[Extracted information]
++++++++++
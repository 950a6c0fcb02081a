//! End-to-end validation tests.

use chrono::{Days, Months, NaiveDate};
use claims_model::{Check, FieldId, Record, RuleKind};
use claims_validate::checks::{date_of_birth, service_date, version_code};
use claims_validate::{BatchProcessor, Validator};

fn today() -> NaiveDate {
    NaiveDate::from_ymd_opt(2025, 6, 15).unwrap()
}

fn iso(date: NaiveDate) -> String {
    date.format("%Y-%m-%d").to_string()
}

fn record(cells: [&str; 5]) -> Record {
    Record::from_cells(cells)
}

#[test]
fn version_code_properties() {
    assert!(version_code(Some("AB")).is_empty());

    let lower = version_code(Some("ab"));
    assert_eq!(lower.len(), 1);
    assert_eq!(lower[0].check, Check::VersionCodeCase);

    let long = version_code(Some("ABC"));
    assert_eq!(long.len(), 1);
    assert_eq!(long[0].check, Check::VersionCodeLength);

    let empty = version_code(Some(""));
    assert_eq!(empty.len(), 1);
    assert_eq!(empty[0].rule, RuleKind::Missing);
}

#[test]
fn date_of_birth_properties() {
    let bad_month = date_of_birth(Some("2024-13-01"), today());
    assert_eq!(bad_month.len(), 1);
    assert_eq!(bad_month[0].rule, RuleKind::Invalid);

    let tomorrow = iso(today() + Days::new(1));
    let future = date_of_birth(Some(&tomorrow), today());
    assert_eq!(future.len(), 1);
    assert_eq!(future[0].rule, RuleKind::Range);
    assert_eq!(future[0].check, Check::DateOfBirthInFuture);

    let ancient = iso(today() - Months::new(151 * 12));
    let too_old = date_of_birth(Some(&ancient), today());
    assert_eq!(too_old.len(), 1);
    assert_eq!(too_old[0].rule, RuleKind::Range);
    assert_eq!(too_old[0].check, Check::DateOfBirthTooOld);
}

#[test]
fn service_date_properties() {
    let edge = iso(today() - Days::new(183));
    assert!(service_date(Some(&edge), Some("1980-01-01"), today()).is_empty());

    let stale = iso(today() - Days::new(184));
    let errors = service_date(Some(&stale), Some("1980-01-01"), today());
    assert_eq!(errors.len(), 1);
    assert_eq!(errors[0].rule, RuleKind::Range);

    let errors = service_date(Some("2025-05-01"), Some("2025-05-02"), today());
    assert_eq!(errors.len(), 1);
    assert_eq!(errors[0].check, Check::ServiceDateBeforeBirth);

    assert!(service_date(Some("2025-05-01"), Some("05/02/2025"), today()).is_empty());
}

#[test]
fn unparseable_birth_date_is_reported_once() {
    let outcome = Validator::new(today()).validate(record([
        "P1",
        "9876543217",
        "AB",
        "1980/01/01",
        "2025-05-01",
    ]));
    let checks: Vec<Check> = outcome.errors().iter().map(|e| e.check).collect();
    assert_eq!(checks, vec![Check::DateOfBirthFormat]);
}

#[test]
fn validation_is_idempotent() {
    let validator = Validator::new(today());
    let input = record(["P9", "12AB", "ab", "2024-13-01", "2030-01-01"]);
    let first = validator.validate(input.clone());
    let second = validator.validate(input);
    assert_eq!(first, second);
}

#[test]
fn batch_partitions_and_counts() {
    let r1 = record(["P1", "9876543217", "AB", "1980-01-01", "2025-05-01"]);
    let r2 = record(["P2", "", "AB", "1980-01-01", "2025-05-01"]);
    let r3 = record(["P3", "1234567897", "CD", "1975-03-03", "2025-07-01"]);

    let result = BatchProcessor::new(Validator::new(today())).process(vec![
        r1.clone(),
        r2.clone(),
        r3.clone(),
    ]);

    assert_eq!(result.valid_records(), &[r1]);
    assert_eq!(result.invalid_records().len(), 2);

    let (first, second) = (&result.invalid_records()[0], &result.invalid_records()[1]);
    assert_eq!(first.record, r2);
    assert_eq!(first.errors.len(), 1);
    assert_eq!(first.errors[0].rule, RuleKind::Missing);
    assert_eq!(second.record, r3);
    assert_eq!(second.errors.len(), 1);
    assert_eq!(second.errors[0].rule, RuleKind::Range);

    let rules: Vec<(RuleKind, usize)> = result
        .rule_frequency()
        .iter()
        .map(|(k, v)| (*k, *v))
        .collect();
    assert_eq!(rules, vec![(RuleKind::Missing, 1), (RuleKind::Range, 1)]);

    let fields: Vec<(FieldId, usize)> = result
        .field_frequency()
        .iter()
        .map(|(k, v)| (*k, *v))
        .collect();
    assert_eq!(
        fields,
        vec![(FieldId::HealthCardNumber, 1), (FieldId::ServiceDate, 1)]
    );
}

#[test]
fn parallel_processing_matches_sequential() {
    let mut records = Vec::new();
    for idx in 0..97 {
        let id = format!("P{idx}");
        let cells = match idx % 4 {
            0 => [id.as_str(), "9876543217", "AB", "1980-01-01", "2025-05-01"],
            1 => [id.as_str(), "9876543210", "ab", "1980-01-01", "2025-05-01"],
            2 => [id.as_str(), "", "", "", ""],
            _ => [id.as_str(), "1234567897", "XY", "2026-01-01", "2025-06-01"],
        };
        records.push(record(cells));
    }

    let processor = BatchProcessor::new(Validator::new(today()));
    let sequential = processor.process(records.clone());
    for workers in [2, 3, 8, 200] {
        assert_eq!(processor.process_parallel(records.clone(), workers), sequential);
    }
}

#[test]
fn batch_result_serializes_machine_keys() {
    let result = BatchProcessor::new(Validator::new(today()))
        .process(vec![record(["P2", "", "AB", "1980-01-01", "2025-05-01"])]);
    let json = serde_json::to_value(&result).unwrap();
    assert_eq!(json["ruleFrequency"]["missing"], 1);
    assert_eq!(json["fieldFrequency"]["healthcardnumber"], 1);
}

#[test]
fn loosely_formatted_dates_keep_records_out_of_the_valid_set() {
    let batch = BatchProcessor::new(Validator::new(today())).process(vec![
        record(["P1", "9876543217", "AB", "+1980-01-01", "2025-05-01"]),
        record(["P2", "9876543217", "AB", "1980-01-01", " 2025-05-01"]),
        record(["P3", "9876543217", "AB", "980-01-01", "2025-05-01"]),
    ]);

    assert_eq!(batch.valid_count(), 0);
    assert_eq!(batch.rule_frequency().get(&RuleKind::Invalid), Some(&3));
    assert_eq!(batch.field_frequency().get(&FieldId::DateOfBirth), Some(&2));
    assert_eq!(batch.field_frequency().get(&FieldId::ServiceDate), Some(&1));
}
++++++++++
[Exercise goal] From the data above, pick out each line containing "Days" and copy it.

[Exercise answer]
use chrono::{Days, Months, NaiveDate};
    let tomorrow = iso(today() + Days::new(1));
    let edge = iso(today() - Days::new(183));
    let stale = iso(today() - Days::new(184));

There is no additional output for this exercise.